Blue Reflection was published by Koei Tecmo in Japan on March 30, 2017, for the PlayStation 4 and PlayStation Vita. It was made available in a standard, a premium, and a special collection edition: the premium edition includes the game's soundtrack, illustrations, a school calendar, a poster, and an in-game costume; the special collection edition includes all the items from the premium addition, along with sixteen further posters. People who pre-ordered the game were also given additional digital content. Koei Tecmo also plans to release the game in North America on September 26, 2017 and in Europe on September 29, 2017, for the PlayStation 4 and Microsoft Windows. Western pre-orders included an in-game swimsuit and a costume based on the title character from Atelier Rorona; additional pre-order bonuses were included with purchases from certain retailers.

The game features a collaboration with Final Fantasy XV in the form of in-game clothing based on the Final Fantasy XV characters Aranea Highwind and Cindy Aurum, and Blue Reflection characters appeared in an April 2017 event in the game Kai-ri-Sei Million Arthur.

In November 2017, Hosoi and Kishida said that they were intending to develop a sequel to Blue Reflection and turn it into a series, but noted that fan feedback was important and that they were not yet certain if a sequel would get made.
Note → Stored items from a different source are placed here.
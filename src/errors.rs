// src/errors.rs

use actix_web::{http::StatusCode, HttpResponse, ResponseError};
use serde::Serialize;
use serde_json::json;
use thiserror::Error;

/// Request-terminal error taxonomy. Every variant carries the message that
/// ends up in the response envelope; the boundary translation to HTTP lives
/// in the `ResponseError` impl below and nowhere else.
#[derive(Debug, Error)]
pub enum ApiError {
    /// Malformed input (bad identifier, missing required field).
    #[error("{0}")]
    InvalidArgument(String),
    /// Missing/invalid credential, or insufficient chat-admin privilege.
    #[error("{0}")]
    Unauthorized(String),
    /// Valid credential, but a business rule blocks the action.
    #[error("{0}")]
    Forbidden(String),
    #[error("{0}")]
    NotFound(String),
    /// Duplicate membership.
    #[error("{0}")]
    Conflict(String),
    /// A post-write read could not confirm the mutation.
    #[error("{0}")]
    Internal(String),
}

impl ResponseError for ApiError {
    fn status_code(&self) -> StatusCode {
        match self {
            ApiError::InvalidArgument(_) | ApiError::Conflict(_) => StatusCode::BAD_REQUEST,
            ApiError::Unauthorized(_) => StatusCode::UNAUTHORIZED,
            ApiError::Forbidden(_) => StatusCode::FORBIDDEN,
            ApiError::NotFound(_) => StatusCode::NOT_FOUND,
            ApiError::Internal(_) => StatusCode::INTERNAL_SERVER_ERROR,
        }
    }

    fn error_response(&self) -> HttpResponse {
        HttpResponse::build(self.status_code()).json(json!({
            "statusCode": self.status_code().as_u16(),
            "message": self.to_string(),
            "data": serde_json::Value::Null,
        }))
    }
}

impl From<mongodb::error::Error> for ApiError {
    fn from(err: mongodb::error::Error) -> Self {
        ApiError::Internal(format!("Database error: {}", err))
    }
}

/// Success envelope: `{statusCode, message, data}`, mirroring the error body.
#[derive(Debug, Serialize)]
pub struct ApiResponse<T: Serialize> {
    #[serde(rename = "statusCode")]
    pub status_code: u16,
    pub message: String,
    pub data: T,
}

impl<T: Serialize> ApiResponse<T> {
    pub fn new(status_code: u16, message: impl Into<String>, data: T) -> Self {
        ApiResponse {
            status_code,
            message: message.into(),
            data,
        }
    }
}

#[cfg(test)]
mod tests {
    use super::*;

    #[test]
    fn error_variants_map_to_expected_status_codes() {
        let cases = [
            (ApiError::InvalidArgument("x".into()), 400),
            (ApiError::Unauthorized("x".into()), 401),
            (ApiError::Forbidden("x".into()), 403),
            (ApiError::NotFound("x".into()), 404),
            (ApiError::Conflict("x".into()), 400),
            (ApiError::Internal("x".into()), 500),
        ];
        for (err, code) in cases {
            assert_eq!(err.status_code().as_u16(), code);
        }
    }

    #[test]
    fn error_message_is_the_carried_string() {
        let err = ApiError::Forbidden("You cannot chat with yourself".into());
        assert_eq!(err.to_string(), "You cannot chat with yourself");
    }

    #[test]
    fn success_envelope_serializes_with_camel_case_status() {
        let resp = ApiResponse::new(201, "Created", vec![1, 2]);
        let value = serde_json::to_value(&resp).unwrap();
        assert_eq!(value["statusCode"], 201);
        assert_eq!(value["message"], "Created");
        assert_eq!(value["data"], serde_json::json!([1, 2]));
    }
}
An anime spinoff was announced in February 2021, titled Blue Reflection Ray, and in March 2021, two new games were formally announced, a console and PC sequel, Blue Reflection: Second Light and a mobile game, Blue Reflection: Sun; the latter was released on February 21, 2023.

==Reception==

Aggregate score
| Aggregator | Score |
|---|---|
| Metacritic | PC: 61/100 PS4: 66/100 |

Review scores
| Publication | Score |
|---|---|
| Famitsu | 32/40 |
| IGN Japan | 7.4/10 |

===Pre-release===
Cory Arnold of Destructoid described the game as looking "crazy fun", likening it to a mix between Persona, Atelier, Final Fantasy X, and Ni no Kuni, and urged people to discard any "anime prejudices" they might hold; and Kimberley Wallace from Game Informer thought it looked "really cool".

===Post-release===
The game was met by "mixed or average reviews", according to the review aggregator Metacritic.